2015年、六代目山口組の運営方針などに不満を持って離脱した直系組長13人が新団体「神戸山口組」を設立。以来、現在に至るまで山口組は分裂状態にある。
何かが起きれば、六代目山口組も神戸山口組も“特定抗争指定暴力団”に指定される恐れがあるので、お互い派手な抗争はしないはずだろう……。そうした世間の認識もあったが、2019年に事件は起きてしまった。
六代目山口組の組員が、敵対する神戸山口組の幹部を射殺したのだ。なぜ男は一人でそんな襲撃を行ったのか。襲撃された幹部はどのような最期を遂げたのか。『相剋 山口組分裂・激動の365日』(サイゾー)の一部を抜粋し、紹介する。
◆◆◆
親子の盃を交わす儀式直後に銃殺
忘れてはならないことがあった。2015年に日本最大の暴力団・山口組が分裂し、今もなお、その状態が続いているということだ。100年以上も続く歴史を紐解くまでもなく、山口組が分裂状態にあるということは、いつ何が起きてもおかしくないことを意味する。そして、世間がそうした認識をあらためて持たざるを得ない事件が起きてしまった。
六代目山口組と対立する、神戸山口組の古川恵一幹部が、兵庫県尼崎市の繁華街で銃殺されたのである。
11月27日。その日、名古屋市内では、六代目山口組の盃事(さかずきこと)が執り行われていた。新たに直参昇格を果たした親分衆が、司忍組長から親子の盃をおろされたのだ。本来なら、新直参との盃儀式は、事始めの日、つまり12月13日に執り行われる。だが、2019年は例年この儀式を行ってきた神戸市灘区の六代目山口組総本部が使用禁止の制限を受けていることから、場所を変え、名古屋市内の関連事務所で通常よりも早い時期に執り行われることになったのだ。
その関連施設に全国から集結した親分衆の表情は、厳粛した空気のなかにあっても柔らかく、滞りなく儀式が終わると親分衆は開催場所となった名古屋を後にしたのだった。

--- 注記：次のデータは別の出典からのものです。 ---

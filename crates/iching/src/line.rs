use crate::error::{IchingError, Result};
use crate::hexagram::{HexagramId, HexagramTable};
use serde::{Deserialize, Serialize};
use std::fmt;

/// Line position within a hexagram, 1 = bottom, 6 = top
#[derive(Debug, Clone, Copy, PartialEq, Eq, PartialOrd, Ord, Hash, Serialize, Deserialize)]
#[serde(try_from = "u32", into = "u32")]
pub struct LinePosition(u8);

const POSITION_NAMES: [&str; 6] = ["初", "二", "三", "四", "五", "上"];

impl LinePosition {
    pub const BOTTOM: LinePosition = LinePosition(1);
    pub const TOP: LinePosition = LinePosition(6);

    pub fn new(position: u32) -> Result<Self> {
        if (1..=6).contains(&position) {
            #[allow(clippy::cast_possible_truncation)]
            Ok(Self(position as u8))
        } else {
            Err(IchingError::InvalidPosition(position))
        }
    }

    #[must_use]
    pub const fn get(self) -> u8 {
        self.0
    }

    /// Zero-based index into a bottom-to-top line array
    #[must_use]
    pub const fn index(self) -> usize {
        self.0 as usize - 1
    }

    /// Next position upward, wrapping 6 back to 1
    #[must_use]
    pub const fn advance(self) -> Self {
        Self((self.0 % 6) + 1)
    }

    /// Positional name: 初, 二, 三, 四, 五, 上
    #[must_use]
    pub const fn name(self) -> &'static str {
        POSITION_NAMES[self.index()]
    }

    pub fn all() -> impl Iterator<Item = LinePosition> {
        (1..=6).map(LinePosition)
    }
}

impl TryFrom<u32> for LinePosition {
    type Error = IchingError;

    fn try_from(value: u32) -> Result<Self> {
        Self::new(value)
    }
}

impl From<LinePosition> for u32 {
    fn from(value: LinePosition) -> Self {
        u32::from(value.0)
    }
}

impl fmt::Display for LinePosition {
    fn fmt(&self, f: &mut fmt::Formatter<'_>) -> fmt::Result {
        write!(f, "{}", self.0)
    }
}

/// Conventional line name combining position and polarity.
///
/// Solid lines are 九, broken lines are 六. The bottom and top lines put the
/// position first (初九, 上六); the middle four put the polarity first (九二).
#[must_use]
pub fn yao_label(position: LinePosition, solid: bool) -> String {
    let polarity = if solid { "九" } else { "六" };
    match position.get() {
        1 | 6 => format!("{}{}", position.name(), polarity),
        _ => format!("{}{}", polarity, position.name()),
    }
}

/// Parse a yao label (初九, 六二, 上六 ...) into its position and polarity
pub fn parse_yao_label(raw: &str) -> Result<(LinePosition, bool)> {
    let trimmed = raw.trim();
    let chars: Vec<char> = trimmed.chars().collect();
    if chars.len() != 2 {
        return Err(IchingError::UnknownLineName(raw.to_string()));
    }

    let polarity = |ch: char| match ch {
        '九' => Some(true),
        '六' => Some(false),
        _ => None,
    };
    let position = |ch: char| {
        POSITION_NAMES
            .iter()
            .position(|name| name.starts_with(ch))
            .map(|idx| LinePosition(idx as u8 + 1))
    };

    let parsed = match (position(chars[0]), polarity(chars[1])) {
        (Some(pos), Some(solid)) if matches!(pos.get(), 1 | 6) => Some((pos, solid)),
        _ => match (polarity(chars[0]), position(chars[1])) {
            (Some(solid), Some(pos)) if (2..=5).contains(&pos.get()) => Some((pos, solid)),
            _ => None,
        },
    };

    parsed.ok_or_else(|| IchingError::UnknownLineName(raw.to_string()))
}

/// A single line of a specific hexagram
#[derive(Debug, Clone, Copy, PartialEq, Eq, PartialOrd, Ord, Hash, Serialize, Deserialize)]
pub struct LineRef {
    pub hexagram: HexagramId,
    pub position: LinePosition,
}

impl LineRef {
    #[must_use]
    pub const fn new(hexagram: HexagramId, position: LinePosition) -> Self {
        Self { hexagram, position }
    }

    /// Validate raw numbers into a line reference
    pub fn from_raw(hexagram: u32, position: u32) -> Result<Self> {
        Ok(Self::new(HexagramId::new(hexagram)?, LinePosition::new(position)?))
    }

    /// Yao label of this line in the given table
    #[must_use]
    pub fn yao_label(&self, table: &HexagramTable) -> String {
        let solid = table.get(self.hexagram).is_solid(self.position);
        yao_label(self.position, solid)
    }

    /// Resolve `(hexagram name, yao label)` back into a line reference.
    ///
    /// The label's polarity must agree with the hexagram's actual line.
    pub fn from_names(table: &HexagramTable, hexagram_name: &str, line_name: &str) -> Result<Self> {
        let hexagram = table.by_name(hexagram_name)?;
        let (position, solid) = parse_yao_label(line_name)?;
        if table.get(hexagram).is_solid(position) != solid {
            return Err(IchingError::UnknownLineName(format!(
                "{line_name} (not a line of {})",
                table.name(hexagram)
            )));
        }
        Ok(Self::new(hexagram, position))
    }

    /// Every line of every hexagram, hexagram-major
    pub fn all() -> impl Iterator<Item = LineRef> {
        HexagramId::all().flat_map(|hex| LinePosition::all().map(move |pos| LineRef::new(hex, pos)))
    }
}

impl fmt::Display for LineRef {
    fn fmt(&self, f: &mut fmt::Formatter<'_>) -> fmt::Result {
        write!(f, "{}:{}", self.hexagram, self.position)
    }
}

#[cfg(test)]
mod tests {
    use super::*;

    #[test]
    fn test_advance_wraps_top_to_bottom() {
        assert_eq!(LinePosition::new(5).unwrap().advance().get(), 6);
        assert_eq!(LinePosition::TOP.advance(), LinePosition::BOTTOM);
    }

    #[test]
    fn test_position_bounds() {
        assert!(LinePosition::new(0).is_err());
        assert!(LinePosition::new(7).is_err());
        assert_eq!(LinePosition::all().count(), 6);
    }

    #[test]
    fn test_yao_labels() {
        let pos = |p| LinePosition::new(p).unwrap();
        assert_eq!(yao_label(pos(1), true), "初九");
        assert_eq!(yao_label(pos(1), false), "初六");
        assert_eq!(yao_label(pos(2), true), "九二");
        assert_eq!(yao_label(pos(5), false), "六五");
        assert_eq!(yao_label(pos(6), true), "上九");
        assert_eq!(yao_label(pos(6), false), "上六");
    }

    #[test]
    fn test_parse_yao_label_round_trips() {
        for pos in LinePosition::all() {
            for solid in [true, false] {
                let label = yao_label(pos, solid);
                assert_eq!(parse_yao_label(&label).unwrap(), (pos, solid));
            }
        }
        assert!(parse_yao_label("九初").is_err());
        assert!(parse_yao_label("二六").is_err());
        assert!(parse_yao_label("用九").is_err());
    }

    #[test]
    fn test_line_ref_from_names_checks_polarity() {
        let table = HexagramTable::king_wen();
        let line = LineRef::from_names(table, "乾為天", "九五").unwrap();
        assert_eq!(line, LineRef::from_raw(1, 5).unwrap());
        assert_eq!(line.yao_label(table), "九五");

        assert!(LineRef::from_names(table, "乾為天", "六五").is_err());
        assert_eq!(LineRef::all().count(), 384);
    }
}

そこには、のちに起こる射殺事件の前兆など微塵もなかった。だが、その時すでに尼崎市にはマシンガンなどで武装した元六代目山口組系組員が潜伏していたのである。
銃撃事件発生後、数分後には筆者の携帯電話が鳴り響いていた。たまたま、近くの商店街で買い物をしていた知人からだった。おそらく、古川幹部が射殺されたことを知ったのは誰よりも早かっただろう。
「ものすごい音の銃声が立て続けに10回以上聞こえたので、見に行ったら古川さんの店の前だった。すぐに救急車やパトカーが到着したけど、古川さんは布を被せられて、現場に横たわったまま救急隊員も運ぼうとしてないです」
その言葉に、すでに息を引き取ったことを察知した。本来なら、すぐにでも病院へと搬送すべきところ、それをしないということは、命が助かる見込みはなく、現場保存が優先されたということだろう。その数分後から、筆者の携帯電話が立て続けに鳴り続けることになる。